Hyde, a mother and teacher who has lived in Virginia for years, is challenging Nick Freitas from Chico, Calif. The mega-donors have groomed him for bigger things, although he lost his last two races for higher office. Losing has not sharpened his campaign skills. At the Orange County Chamber of Commerce forum, he called teachers bureaucrats who push Richmond’s agenda.

Freitas regularly votes against budgets without proposing alternative measures, meaning that schools, law enforcement and infrastructure are short-changed.

Again, Freitas appears to be the problem-creator, Hyde the problem-solver. She is focused on the needs of the rural areas of Culpeper, Madison and Orange counties, especially extending broadband.

The pandemic underscored broadband’s importance to education, and Hyde stresses that it would bring equal benefit to the business and medical communities.

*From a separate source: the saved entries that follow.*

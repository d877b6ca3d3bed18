//! Time source for rotation buckets.

use chrono::{Local, NaiveDateTime};

/// Supplies the wall-clock time used to pick the current log file.
pub trait Clock: Send + 'static {
    fn now(&self) -> NaiveDateTime;
}

/// Local system time.
#[derive(Clone, Copy, Debug, Default)]
pub struct SystemClock;

impl Clock for SystemClock {
    fn now(&self) -> NaiveDateTime {
        Local::now().naive_local()
    }
}

#[cfg(any(test, feature = "test-util"))]
mod manual {
    use std::sync::Arc;

    use chrono::{NaiveDateTime, TimeDelta};
    use parking_lot::Mutex;

    use super::Clock;

    /// Clock that only moves when told to. Clones share the same time.
    #[derive(Clone, Debug)]
    pub struct ManualClock {
        now: Arc<Mutex<NaiveDateTime>>,
    }

    impl ManualClock {
        pub fn new(start: NaiveDateTime) -> Self {
            Self {
                now: Arc::new(Mutex::new(start)),
            }
        }

        pub fn set(&self, time: NaiveDateTime) {
            *self.now.lock() = time;
        }

        pub fn advance(&self, delta: TimeDelta) {
            let mut now = self.now.lock();
            *now += delta;
        }
    }

    impl Clock for ManualClock {
        fn now(&self) -> NaiveDateTime {
            *self.now.lock()
        }
    }
}

#[cfg(any(test, feature = "test-util"))]
pub use manual::ManualClock;
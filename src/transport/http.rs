//! `ureq`-backed transport.
//!
//! Each [`HttpTransport`] owns a `ureq::Agent` so connections to its
//! endpoint are pooled across flushes. The per-request timeout bounds every
//! attempt, which in turn bounds how long a flush holds the cache lock.

use std::{sync::Arc, time::Duration};

use ureq::{Agent, AgentBuilder};

use super::{Payload, SendOutcome, Transport, classify_response};
use crate::{
    batch::Endpoint,
    error::{ConfigError, TransportError},
};

/// Value of the integration type header.
pub const LIB_NAME: &str = "rust";
const VERSION: &str = env!("CARGO_PKG_VERSION");

/// Transport posting batches to one endpoint.
pub struct HttpTransport {
    endpoint: Endpoint,
    type_header: String,
    version_header: String,
    count_header: String,
    agent: Agent,
}

impl HttpTransport {
    /// Build a transport for `endpoint`, bounding each request by `timeout`.
    pub fn new(endpoint: Endpoint, timeout: Duration) -> Result<Self, ConfigError> {
        let tls = native_tls::TlsConnector::new()
            .map_err(|err| ConfigError::Tls(err.to_string()))?;
        let agent = AgentBuilder::new()
            .timeout(timeout)
            .tls_connector(Arc::new(tls))
            .build();
        Ok(Self {
            type_header: endpoint.header_name("Type"),
            version_header: endpoint.header_name("Version"),
            count_header: endpoint.header_name("Count"),
            endpoint,
            agent,
        })
    }

    fn connection_error(&self, reason: impl ToString) -> TransportError {
        TransportError::Connection {
            endpoint: self.endpoint.url.clone(),
            reason: reason.to_string(),
        }
    }
}

impl Transport for HttpTransport {
    fn endpoint(&self) -> &str {
        &self.endpoint.url
    }

    fn send(&self, payload: &Payload) -> Result<SendOutcome, TransportError> {
        let count = payload.record_count().to_string();
        let request = self
            .agent
            .post(&self.endpoint.url)
            .set("appid", &self.endpoint.app_id)
            .set("user-agent", &self.endpoint.user_agent)
            .set("version", VERSION)
            .set("compress", payload.compression().as_str())
            .set(&self.type_header, LIB_NAME)
            .set(&self.version_header, VERSION)
            .set(&self.count_header, &count);

        match request.send_bytes(payload.body()) {
            Ok(response) => {
                let status = response.status();
                if status != 200 {
                    return Ok(SendOutcome::Failed(status));
                }
                let body = response
                    .into_string()
                    .map_err(|err| self.connection_error(err))?;
                Ok(classify_response(status, &body))
            }
            Err(ureq::Error::Status(code, _)) => Ok(SendOutcome::Failed(code)),
            Err(ureq::Error::Transport(err)) => Err(self.connection_error(err)),
        }
    }
}

impl std::fmt::Debug for HttpTransport {
    fn fmt(&self, f: &mut std::fmt::Formatter<'_>) -> std::fmt::Result {
        f.debug_struct("HttpTransport")
            .field("url", &self.endpoint.url)
            .field("app_id", &self.endpoint.app_id)
            .field("user_agent", &self.endpoint.user_agent)
            .finish()
    }
}
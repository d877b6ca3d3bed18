//! Configuration structures for [`LogWriter`](super::LogWriter).

use std::{
    path::{Path, PathBuf},
    str::FromStr,
};

use crate::error::ConfigError;

/// Default bounded queue size between producers and the writer thread.
pub const DEFAULT_QUEUE_CAPACITY: usize = 1000;

const BYTES_PER_MIB: u64 = 1024 * 1024;

/// Time bucket that selects the current log file.
#[derive(Clone, Copy, Debug, Default, PartialEq, Eq)]
pub enum RotateMode {
    /// One file per calendar day.
    #[default]
    Daily,
    /// One file per hour.
    Hourly,
}

impl RotateMode {
    /// `chrono` format string rendering the bucket part of a file name.
    pub fn bucket_format(&self) -> &'static str {
        match self {
            Self::Daily => "%Y-%m-%d",
            Self::Hourly => "%Y-%m-%d-%H",
        }
    }
}

impl FromStr for RotateMode {
    type Err = ConfigError;

    fn from_str(value: &str) -> Result<Self, Self::Err> {
        match value.trim().to_ascii_lowercase().as_str() {
            "daily" => Ok(Self::Daily),
            "hourly" => Ok(Self::Hourly),
            _ => Err(ConfigError::UnknownRotateMode(value.trim().to_owned())),
        }
    }
}

/// Options for a log writer.
#[derive(Clone, Debug)]
pub struct LogConfig {
    /// Directory receiving the primary files. Created if missing.
    pub directory: PathBuf,
    /// Time bucket used in file names.
    pub rotate_mode: RotateMode,
    /// Size in bytes above which the next record opens a new shard.
    /// `0` disables size-based rotation and the shard suffix.
    pub max_file_bytes: u64,
    /// Optional file name prefix, joined to the name with a `.`.
    pub file_name_prefix: Option<String>,
    /// Directory receiving a verbatim copy of every line.
    pub mirror_directory: Option<PathBuf>,
    /// Bounded queue capacity; `0` selects [`DEFAULT_QUEUE_CAPACITY`].
    pub queue_capacity: usize,
}

impl LogConfig {
    /// Daily rotation into `directory` with no size limit or mirror.
    pub fn new(directory: impl Into<PathBuf>) -> Self {
        Self {
            directory: directory.into(),
            rotate_mode: RotateMode::default(),
            max_file_bytes: 0,
            file_name_prefix: None,
            mirror_directory: None,
            queue_capacity: DEFAULT_QUEUE_CAPACITY,
        }
    }

    /// Queue capacity after applying the default.
    pub fn effective_queue_capacity(&self) -> usize {
        match self.queue_capacity {
            0 => DEFAULT_QUEUE_CAPACITY,
            capacity => capacity,
        }
    }

    /// Mirror directory, ignoring an empty path.
    pub fn mirror(&self) -> Option<&Path> {
        self.mirror_directory
            .as_deref()
            .filter(|dir| !dir.as_os_str().is_empty())
    }

    /// Check required fields and the primary/mirror distinction.
    pub fn validate(&self) -> Result<(), ConfigError> {
        if self.directory.as_os_str().is_empty() {
            return Err(ConfigError::Empty("directory"));
        }
        if let Some(mirror) = self.mirror()
            && same_directory(&self.directory, mirror)
        {
            return Err(ConfigError::SameDirectories);
        }
        Ok(())
    }
}

fn same_directory(a: &Path, b: &Path) -> bool {
    if a.components().eq(b.components()) {
        return true;
    }
    match (a.canonicalize(), b.canonicalize()) {
        (Ok(a), Ok(b)) => a == b,
        _ => false,
    }
}

/// Builder for constructing [`LogWriter`](super::LogWriter) instances.
#[derive(Clone, Debug, Default)]
pub struct LogWriterBuilder {
    directory: Option<PathBuf>,
    rotate_mode: RotateMode,
    max_file_bytes: u64,
    file_name_prefix: Option<String>,
    mirror_directory: Option<PathBuf>,
    queue_capacity: Option<usize>,
}

impl LogWriterBuilder {
    pub fn new() -> Self {
        Self::default()
    }

    /// Set the primary directory (required).
    pub fn with_directory(mut self, directory: impl Into<PathBuf>) -> Self {
        self.directory = Some(directory.into());
        self
    }

    pub fn with_rotate_mode(mut self, mode: RotateMode) -> Self {
        self.rotate_mode = mode;
        self
    }

    /// Start a new shard once a file exceeds `bytes`.
    pub fn with_max_file_bytes(mut self, bytes: u64) -> Self {
        self.max_file_bytes = bytes;
        self
    }

    /// Start a new shard once a file exceeds `mib` mebibytes.
    pub fn with_max_file_size_mb(self, mib: u64) -> Self {
        self.with_max_file_bytes(mib.saturating_mul(BYTES_PER_MIB))
    }

    pub fn with_file_name_prefix(mut self, prefix: impl Into<String>) -> Self {
        self.file_name_prefix = Some(prefix.into());
        self
    }

    /// Duplicate every line into `directory`.
    pub fn with_mirror_directory(mut self, directory: impl Into<PathBuf>) -> Self {
        self.mirror_directory = Some(directory.into());
        self
    }

    pub fn with_queue_capacity(mut self, capacity: usize) -> Self {
        self.queue_capacity = Some(capacity);
        self
    }

    /// Resolve the builder into a validated configuration.
    pub fn config(&self) -> Result<LogConfig, ConfigError> {
        let directory = self.directory.clone().ok_or(ConfigError::Empty("directory"))?;
        let config = LogConfig {
            rotate_mode: self.rotate_mode,
            max_file_bytes: self.max_file_bytes,
            file_name_prefix: self.file_name_prefix.clone().filter(|p| !p.is_empty()),
            mirror_directory: self.mirror_directory.clone(),
            queue_capacity: self.queue_capacity.unwrap_or(DEFAULT_QUEUE_CAPACITY),
            ..LogConfig::new(directory)
        };
        config.validate()?;
        Ok(config)
    }

    /// Build a writer using the system clock.
    pub fn build(&self) -> Result<super::LogWriter, ConfigError> {
        super::LogWriter::with_config(self.config()?)
    }
}
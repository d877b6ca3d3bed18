use std::fmt;

use crate::{error::DeliveryError, record::Record};

/// Trait implemented by all deliverers.
///
/// `Deliverer` is `Send + Sync` so one instance can be shared between
/// producer threads behind an `Arc`, and `Debug` so boxed deliverers can be
/// inspected. Implementations take ownership of each
/// record passed to [`add`](Deliverer::add).
pub trait Deliverer: Send + Sync + fmt::Debug {
    /// Hand a record to the deliverer.
    fn add(&self, record: Record) -> Result<(), DeliveryError>;

    /// Push pending records towards their destination.
    fn flush(&self) -> Result<(), DeliveryError>;

    /// Drain pending records and stop background work.
    ///
    /// Calling `close` more than once is safe; later calls do no work.
    fn close(&self) -> Result<(), DeliveryError>;
}

impl<D: Deliverer + ?Sized> Deliverer for Box<D> {
    fn add(&self, record: Record) -> Result<(), DeliveryError> {
        (**self).add(record)
    }

    fn flush(&self) -> Result<(), DeliveryError> {
        (**self).flush()
    }

    fn close(&self) -> Result<(), DeliveryError> {
        (**self).close()
    }
}
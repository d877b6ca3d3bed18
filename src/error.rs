//! Error types shared by the deliverers.

use std::{fmt, io};

use thiserror::Error;

/// Reason an endpoint gave for refusing a batch it received.
///
/// Rejections arrive with HTTP 200 and a non-zero `Code`. Retrying cannot
/// fix them, so the rejected batch is consumed.
#[derive(Clone, Copy, Debug, PartialEq, Eq)]
pub enum RejectReason {
    /// Codes `1` and `-1`, or a response body that is not valid JSON.
    InvalidFormat,
    /// Code `-2`.
    UnknownAppId,
    /// Code `-3`.
    InvalidIp,
    /// Any other non-zero code.
    Unknown(i64),
}

impl RejectReason {
    /// Map a non-zero response code onto a rejection reason.
    pub fn from_code(code: i64) -> Self {
        match code {
            1 | -1 => Self::InvalidFormat,
            -2 => Self::UnknownAppId,
            -3 => Self::InvalidIp,
            other => Self::Unknown(other),
        }
    }
}

impl fmt::Display for RejectReason {
    fn fmt(&self, f: &mut fmt::Formatter<'_>) -> fmt::Result {
        match self {
            Self::InvalidFormat => f.write_str("invalid data format"),
            Self::UnknownAppId => f.write_str("app id does not exist"),
            Self::InvalidIp => f.write_str("invalid ip transmission"),
            Self::Unknown(code) => write!(f, "unknown error (code {code})"),
        }
    }
}

/// Failures that prevent a batch from reaching an endpoint.
#[derive(Debug, Error)]
pub enum TransportError {
    /// The request could not be completed (DNS, connect, timeout, reset).
    #[error("request to {endpoint} failed: {reason}")]
    Connection { endpoint: String, reason: String },
    /// The endpoint answered with a status other than 200.
    #[error("{endpoint} returned HTTP {status}")]
    Status { endpoint: String, status: u16 },
    /// Gzip encoding of the payload failed.
    #[error("payload compression failed: {0}")]
    Compression(#[source] io::Error),
}

/// Errors returned by [`Deliverer`](crate::Deliverer) operations.
#[derive(Debug, Error)]
pub enum DeliveryError {
    /// Every delivery attempt against every endpoint failed.
    #[error(transparent)]
    Transport(#[from] TransportError),
    /// The endpoint accepted the request but refused its content.
    #[error("batch rejected: {0}")]
    Rejected(RejectReason),
    /// A record could not be serialized.
    #[error("record serialization failed: {0}")]
    Serialize(#[from] serde_json::Error),
    /// Local file I/O failed.
    #[error(transparent)]
    Io(#[from] io::Error),
    /// The log writer thread stopped after an unrecoverable error.
    #[error("log writer stopped: {0}")]
    WriterFailed(String),
    /// The deliverer has been closed.
    #[error("deliverer is closed")]
    Closed,
}

impl DeliveryError {
    /// Whether the error is a semantic rejection rather than a delivery failure.
    pub fn is_rejection(&self) -> bool {
        matches!(self, Self::Rejected(_))
    }
}

/// Invalid configuration detected while constructing a deliverer.
#[derive(Debug, Error)]
pub enum ConfigError {
    /// A required field was empty.
    #[error("{0} must not be empty")]
    Empty(&'static str),
    /// A URL did not use the http or https scheme.
    #[error("invalid url '{0}': expected an http:// or https:// url")]
    InvalidUrl(String),
    /// Unrecognised rotation mode name.
    #[error("unknown rotate mode '{0}'. Valid options are: daily, hourly")]
    UnknownRotateMode(String),
    /// The mirror directory equals the primary directory.
    #[error("primary and mirror directories must differ")]
    SameDirectories,
    /// A configuration value could not be parsed.
    #[error("invalid value for {key}: '{value}'")]
    InvalidValue { key: String, value: String },
    /// No section describing a deliverer was found in a configuration file.
    #[error("{0}: expected a [batch] or [log] section")]
    MissingSection(String),
    /// The configuration file could not be parsed.
    #[error("{path} is invalid: {reason}")]
    Parse { path: String, reason: String },
    /// TLS initialisation for the HTTP client failed.
    #[error("tls setup failed: {0}")]
    Tls(String),
    /// Directory creation or file access failed.
    #[error(transparent)]
    Io(#[from] io::Error),
}
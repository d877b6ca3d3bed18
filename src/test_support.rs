//! Capturing `log` backend for unit tests.
//!
//! The logger is global, so tests that assert on captured messages are
//! marked `#[serial]`.

use std::sync::{Once, OnceLock};

use log::{Level, LevelFilter, Log, Metadata, Record as LogRecord};
use parking_lot::Mutex;

#[derive(Clone, Debug)]
pub(crate) struct CapturedLog {
    pub level: Level,
    pub message: String,
}

struct TestLogger;

static LOGGER: TestLogger = TestLogger;
static INIT: Once = Once::new();
static LOGS: OnceLock<Mutex<Vec<CapturedLog>>> = OnceLock::new();

fn logs() -> &'static Mutex<Vec<CapturedLog>> {
    LOGS.get_or_init(|| Mutex::new(Vec::new()))
}

impl Log for TestLogger {
    fn enabled(&self, _metadata: &Metadata<'_>) -> bool {
        true
    }

    fn log(&self, record: &LogRecord<'_>) {
        logs().lock().push(CapturedLog {
            level: record.level(),
            message: record.args().to_string(),
        });
    }

    fn flush(&self) {}
}

pub(crate) fn install_test_logger() {
    INIT.call_once(|| {
        log::set_logger(&LOGGER).expect("set test logger");
        log::set_max_level(LevelFilter::Trace);
    });
    logs().lock().clear();
}

pub(crate) fn take_logged_messages() -> Vec<CapturedLog> {
    logs().lock().drain(..).collect()
}

/// Captured messages at `level` containing `needle`.
pub(crate) fn logged_at(level: Level, needle: &str) -> Vec<CapturedLog> {
    take_logged_messages()
        .into_iter()
        .filter(|log| log.level == level && log.message.contains(needle))
        .collect()
}
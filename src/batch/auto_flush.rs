//! Periodic flush thread tied to a deliverer's lifetime.

use std::{
    io,
    sync::Arc,
    thread::{self, JoinHandle},
    time::Duration,
};

use crossbeam_channel::{Sender, bounded, select, tick};
use log::{debug, warn};

use super::Core;

/// Handle to the timer thread. Dropping the handle stops the thread.
pub(crate) struct AutoFlush {
    stop_tx: Option<Sender<()>>,
    handle: Option<JoinHandle<()>>,
}

impl AutoFlush {
    /// Spawn a thread calling [`Core::flush`] every `interval`.
    pub(crate) fn spawn(core: Arc<Core>, interval: Duration) -> io::Result<Self> {
        let (stop_tx, stop_rx) = bounded::<()>(0);
        let handle = thread::Builder::new()
            .name("eventline-auto-flush".into())
            .spawn(move || {
                let ticker = tick(interval);
                loop {
                    select! {
                        recv(stop_rx) -> _ => break,
                        recv(ticker) -> _ => {
                            if let Err(err) = core.flush() {
                                debug!("BatchDeliverer auto flush failed: {err}");
                            }
                        }
                    }
                }
            })?;
        Ok(Self {
            stop_tx: Some(stop_tx),
            handle: Some(handle),
        })
    }

    /// Stop the timer and wait for an in-flight flush to finish.
    pub(crate) fn stop(&mut self) {
        // Disconnecting the channel wakes the select.
        self.stop_tx.take();
        if let Some(handle) = self.handle.take()
            && handle.join().is_err()
        {
            warn!("BatchDeliverer: auto flush thread panicked");
        }
    }
}

impl Drop for AutoFlush {
    fn drop(&mut self) {
        self.stop();
    }
}
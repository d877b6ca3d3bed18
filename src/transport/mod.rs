//! Delivery of encoded batches to a single ingestion endpoint.
//!
//! A [`Transport`] performs one POST and classifies the outcome. It keeps no
//! state between calls, so the batch deliverer can hold an ordered list of
//! transports (primary first) and walk it on every attempt.
//!
//! # Response classification
//!
//! - **HTTP 200, `Code` 0**: [`SendOutcome::Accepted`].
//! - **HTTP 200, non-zero `Code`**: [`SendOutcome::Rejected`]; the batch is
//!   consumed without retry.
//! - **HTTP 200, unparseable body**: rejected as invalid format.
//! - **Any other status**: [`SendOutcome::Failed`]; retryable.
//! - **Network errors**: [`TransportError::Connection`]; retryable.

mod compress;
mod http;

use std::io;

use serde::Deserialize;

use crate::error::{RejectReason, TransportError};

pub use compress::gzip;
pub use http::{HttpTransport, LIB_NAME};

/// Outcome of a request that reached the endpoint.
#[derive(Clone, Copy, Debug, PartialEq, Eq)]
pub enum SendOutcome {
    /// HTTP 200 with result code 0.
    Accepted,
    /// HTTP 200 with a non-zero result code.
    Rejected(RejectReason),
    /// Any status other than 200.
    Failed(u16),
}

/// How the payload body was encoded.
#[derive(Clone, Copy, Debug, PartialEq, Eq)]
pub enum Compression {
    Gzip,
    None,
}

impl Compression {
    /// Value of the `compress` request header.
    pub fn as_str(&self) -> &'static str {
        match self {
            Self::Gzip => "gzip",
            Self::None => "none",
        }
    }
}

/// Body encoder applied when compression is enabled.
pub type Compressor = fn(&[u8]) -> io::Result<Vec<u8>>;

/// Encoded request body for one batch.
#[derive(Clone, Debug)]
pub struct Payload {
    body: Vec<u8>,
    record_count: usize,
    compression: Compression,
}

impl Payload {
    /// Wrap a serialized JSON array of `record_count` records, gzip encoding
    /// it when `compress` is set.
    pub fn encode(
        json: Vec<u8>,
        record_count: usize,
        compress: bool,
    ) -> Result<Self, TransportError> {
        Self::encode_with(json, record_count, compress.then_some(gzip as Compressor))
    }

    /// Like [`encode`](Self::encode) with the gzip step supplied by the
    /// caller. An encoder error becomes [`TransportError::Compression`].
    pub fn encode_with(
        json: Vec<u8>,
        record_count: usize,
        compressor: Option<Compressor>,
    ) -> Result<Self, TransportError> {
        let (body, compression) = match compressor {
            Some(compress) => {
                let encoded = compress(&json).map_err(TransportError::Compression)?;
                (encoded, Compression::Gzip)
            }
            None => (json, Compression::None),
        };
        Ok(Self {
            body,
            record_count,
            compression,
        })
    }

    pub fn body(&self) -> &[u8] {
        &self.body
    }

    pub fn record_count(&self) -> usize {
        self.record_count
    }

    pub fn compression(&self) -> Compression {
        self.compression
    }
}

/// A single ingestion endpoint.
pub trait Transport: Send + Sync {
    /// Endpoint identity used in error messages and logs.
    fn endpoint(&self) -> &str;

    /// POST `payload` and classify the response.
    fn send(&self, payload: &Payload) -> Result<SendOutcome, TransportError>;
}

#[derive(Deserialize)]
struct ResponseBody {
    #[serde(rename = "Code")]
    code: i64,
}

/// Classifies a response from its status code and body.
pub fn classify_response(status: u16, body: &str) -> SendOutcome {
    if status != 200 {
        return SendOutcome::Failed(status);
    }
    match serde_json::from_str::<ResponseBody>(body) {
        Ok(ResponseBody { code: 0 }) => SendOutcome::Accepted,
        Ok(ResponseBody { code }) => SendOutcome::Rejected(RejectReason::from_code(code)),
        Err(_) => SendOutcome::Rejected(RejectReason::InvalidFormat),
    }
}
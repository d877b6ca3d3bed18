//! Local append-only log writer.
//!
//! [`LogWriter`] serializes each record on the caller's thread and hands the
//! line to a dedicated worker over a bounded queue. The worker owns the open
//! files, picks the file for every line from the clock and the size limit,
//! and optionally mirrors each line into a second directory.
//!
//! `add` blocks while the queue is full. Once the worker hits a write error
//! it stops, and later calls report [`DeliveryError::WriterFailed`].

mod clock;
mod config;
mod rotation;
mod worker;


use std::{fs, sync::Arc, thread::JoinHandle};

use crossbeam_channel::{Sender, bounded};
use log::warn;
use parking_lot::{Mutex, RwLock};

use crate::{
    deliverer::Deliverer,
    error::{ConfigError, DeliveryError},
    record::Record,
};

use worker::{Streams, WriterCommand, spawn_worker};

#[cfg(any(test, feature = "test-util"))]
pub use clock::ManualClock;
pub use clock::{Clock, SystemClock};
pub use config::{DEFAULT_QUEUE_CAPACITY, LogConfig, LogWriterBuilder, RotateMode};

/// Lifecycle of the writer thread.
#[derive(Clone, Debug, PartialEq, Eq)]
pub enum WriterState {
    Running,
    /// Closed cleanly.
    Stopped,
    /// Stopped after an I/O error; holds the error text.
    Failed(String),
}

/// Deliverer appending JSON lines to rotating local files.
pub struct LogWriter {
    tx: Mutex<Option<Sender<WriterCommand>>>,
    handle: Mutex<Option<JoinHandle<()>>>,
    state: Arc<RwLock<WriterState>>,
}

impl LogWriter {
    /// Start a writer for `config` using the local system clock.
    pub fn with_config(config: LogConfig) -> Result<Self, ConfigError> {
        Self::with_clock(config, SystemClock)
    }

    /// Start a writer reading bucket times from `clock`.
    pub fn with_clock<C: Clock>(config: LogConfig, clock: C) -> Result<Self, ConfigError> {
        config.validate()?;
        fs::create_dir_all(&config.directory)?;
        if let Some(mirror) = config.mirror() {
            fs::create_dir_all(mirror)?;
        }

        let (tx, rx) = bounded(config.effective_queue_capacity());
        let state = Arc::new(RwLock::new(WriterState::Running));
        let handle = spawn_worker(rx, Streams::new(&config), clock, Arc::clone(&state))?;
        Ok(Self {
            tx: Mutex::new(Some(tx)),
            handle: Mutex::new(Some(handle)),
            state,
        })
    }

    pub fn builder() -> LogWriterBuilder {
        LogWriterBuilder::new()
    }

    pub fn state(&self) -> WriterState {
        self.state.read().clone()
    }

    fn sender(&self) -> Result<Sender<WriterCommand>, DeliveryError> {
        self.tx.lock().clone().ok_or_else(|| self.stopped_error())
    }

    fn stopped_error(&self) -> DeliveryError {
        match &*self.state.read() {
            WriterState::Failed(reason) => DeliveryError::WriterFailed(reason.clone()),
            _ => DeliveryError::Closed,
        }
    }
}

impl Deliverer for LogWriter {
    fn add(&self, record: Record) -> Result<(), DeliveryError> {
        let tx = self.sender()?;
        let line = record.to_json_line()?;
        tx.send(WriterCommand::Line(line))
            .map_err(|_| self.stopped_error())
    }

    /// Wait until every line queued before this call is on disk.
    fn flush(&self) -> Result<(), DeliveryError> {
        let tx = self.sender()?;
        let (ack_tx, ack_rx) = bounded(1);
        tx.send(WriterCommand::Flush(ack_tx))
            .map_err(|_| self.stopped_error())?;
        drop(tx);
        match ack_rx.recv() {
            Ok(result) => result.map_err(DeliveryError::from),
            Err(_) => Err(self.stopped_error()),
        }
    }

    /// Drain the queue, close the files, and stop the worker.
    fn close(&self) -> Result<(), DeliveryError> {
        self.tx.lock().take();
        if let Some(handle) = self.handle.lock().take()
            && handle.join().is_err()
        {
            warn!("LogWriter: worker thread panicked");
        }
        match self.state() {
            WriterState::Failed(reason) => Err(DeliveryError::WriterFailed(reason)),
            _ => Ok(()),
        }
    }
}

impl Drop for LogWriter {
    fn drop(&mut self) {
        if let Err(err) = self.close() {
            warn!("LogWriter: close failed: {err}");
        }
    }
}

impl std::fmt::Debug for LogWriter {
    fn fmt(&self, f: &mut std::fmt::Formatter<'_>) -> std::fmt::Result {
        f.debug_struct("LogWriter")
            .field("state", &self.state())
            .finish()
    }
}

His career in medicine has made Dr. Douglas Ward a unique public servant and problem-solver. He entered this race to refocus Virginia to help its citizens, not ignore their needs. He has spoken strongly about undoing the harm caused by the inadequate support for education in rural counties. A hiring manager would certainly be concerned about 18th District incumbent Michael Webert, who is so indifferent to his constituents, he skipped the Culpeper Chamber of Commerce candidate forum. Like Freitas, he votes against budget bills, women’s health measures and legislation supporting education.

The voters who overwhelmingly elected court veteran Carson Beard as Clerk of the Court made a great hiring choice. They know elections matter and that the centrist voter is important to steadying the ship of state.

Vote early, in person or by mail. Otherwise, see you at the polls November 2.

David Reuther, a retired U.S. Foreign Service officer, is a past chair of the Culpeper Democratic Committee. These are his personal observations.